They explained that the SPV will most likely be terminated through a members voluntary liquidation (MVL), which requires members to make a statutory declaration that the company will be able to pay all its remaining debts within 12 months.
They warned that there can be a risk of personal liability on those directors should the project company become insolvent and it is found that the directors did not prepare sufficient contingency for the liabilities it was likely to face.
Overall, the message was clear that parties need to be thinking about such potential liabilities, and what happens to the project company, from some time before handback.
Sarah Wilson, managing associate in Addleshaw Goddard’s construction disputes team, then gave a presentation on the recently enacted Building Safety Act, which may have a significant impact on asset management.
While the focus of the Act covers anything containing a ‘dwelling’ (meaning housing PFIs are within its scope), the Secretary of State also has the power to extend that to other areas - and has already done so in the case of care homes, for example. Hospitals are also likely to be impacted by the Act.
Although a lot of provisions relate to new projects, where a contractor is undertaking significant works (perhaps, in a PFI contract, as part of major reconfigurations related to handback) on buildings over 30 metres, then those provisions will also apply.
Perhaps the most significant requirement in the Act as it relates to the handback of PFI contracts is the designation of the ‘accountable person’ and ‘principal accountable person’. If these individuals are found to have failed in their duties, it is considered a criminal offence. In most PFI scenarios, the public sector and all private sector parties, with the likely exception of the funders, would be considered ‘accountable persons’ for the purposes of the Act.

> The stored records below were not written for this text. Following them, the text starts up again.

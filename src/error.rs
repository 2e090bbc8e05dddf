use actix_web::{HttpResponse, ResponseError, http::StatusCode, http::header};
use derive_more::Display;
use serde_json::json;
use tracing::error;

#[derive(Debug, Display)]
pub enum AppError {
    #[display(fmt = "Could not validate credentials")]
    Unauthenticated,

    #[display(fmt = "{}", _0)]
    Forbidden(&'static str),

    #[display(fmt = "{}", _0)]
    BadRequest(String),

    #[display(fmt = "{}", _0)]
    NotFound(String),

    #[display(fmt = "storage error: {}", _0)]
    Storage(sqlx::Error),

    #[display(fmt = "{}", _0)]
    Internal(String),
}

impl std::error::Error for AppError {}

impl From<sqlx::Error> for AppError {
    fn from(e: sqlx::Error) -> Self {
        AppError::Storage(e)
    }
}

impl ResponseError for AppError {
    fn status_code(&self) -> StatusCode {
        match self {
            AppError::Unauthenticated => StatusCode::UNAUTHORIZED,
            AppError::Forbidden(_) => StatusCode::FORBIDDEN,
            AppError::BadRequest(_) => StatusCode::BAD_REQUEST,
            AppError::NotFound(_) => StatusCode::NOT_FOUND,
            AppError::Storage(_) | AppError::Internal(_) => StatusCode::INTERNAL_SERVER_ERROR,
        }
    }

    fn error_response(&self) -> HttpResponse {
        let mut resp = HttpResponse::build(self.status_code());

        let message = match self {
            AppError::Storage(e) => {
                error!(error = %e, "Storage failure");
                "Something went wrong, Contact with system admin".to_string()
            }
            AppError::Internal(msg) => {
                error!(error = %msg, "Internal failure");
                "Something went wrong, Contact with system admin".to_string()
            }
            AppError::Unauthenticated => {
                resp.insert_header((header::WWW_AUTHENTICATE, "Bearer"));
                self.to_string()
            }
            other => other.to_string(),
        };

        resp.json(json!({ "error": message }))
    }
}

#[cfg(test)]
mod tests {
    use super::*;
    use actix_web::body::to_bytes;

    #[actix_web::test]
    async fn storage_details_stay_out_of_the_body() {
        let resp = AppError::Storage(sqlx::Error::PoolTimedOut).error_response();
        assert_eq!(resp.status(), StatusCode::INTERNAL_SERVER_ERROR);

        let body = to_bytes(resp.into_body()).await.unwrap();
        assert!(!String::from_utf8_lossy(&body).contains("pool"));
    }

    #[test]
    fn unauthenticated_asks_for_bearer() {
        let resp = AppError::Unauthenticated.error_response();
        assert_eq!(resp.status(), StatusCode::UNAUTHORIZED);
        assert_eq!(resp.headers().get(header::WWW_AUTHENTICATE).unwrap(), "Bearer");
    }
}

Meanwhile, it has also opened up two new routes in which a claim can be brought for issues going as far as 30 years back. One of these relates to defective or incorrectly marketed cladding products, while the other is where a dwelling becomes unfit for habitation. Both of these could provide new routes for claims to be made as projects head towards expiry and authorities work with partners to consider whether their project meets the standards set in the original contract.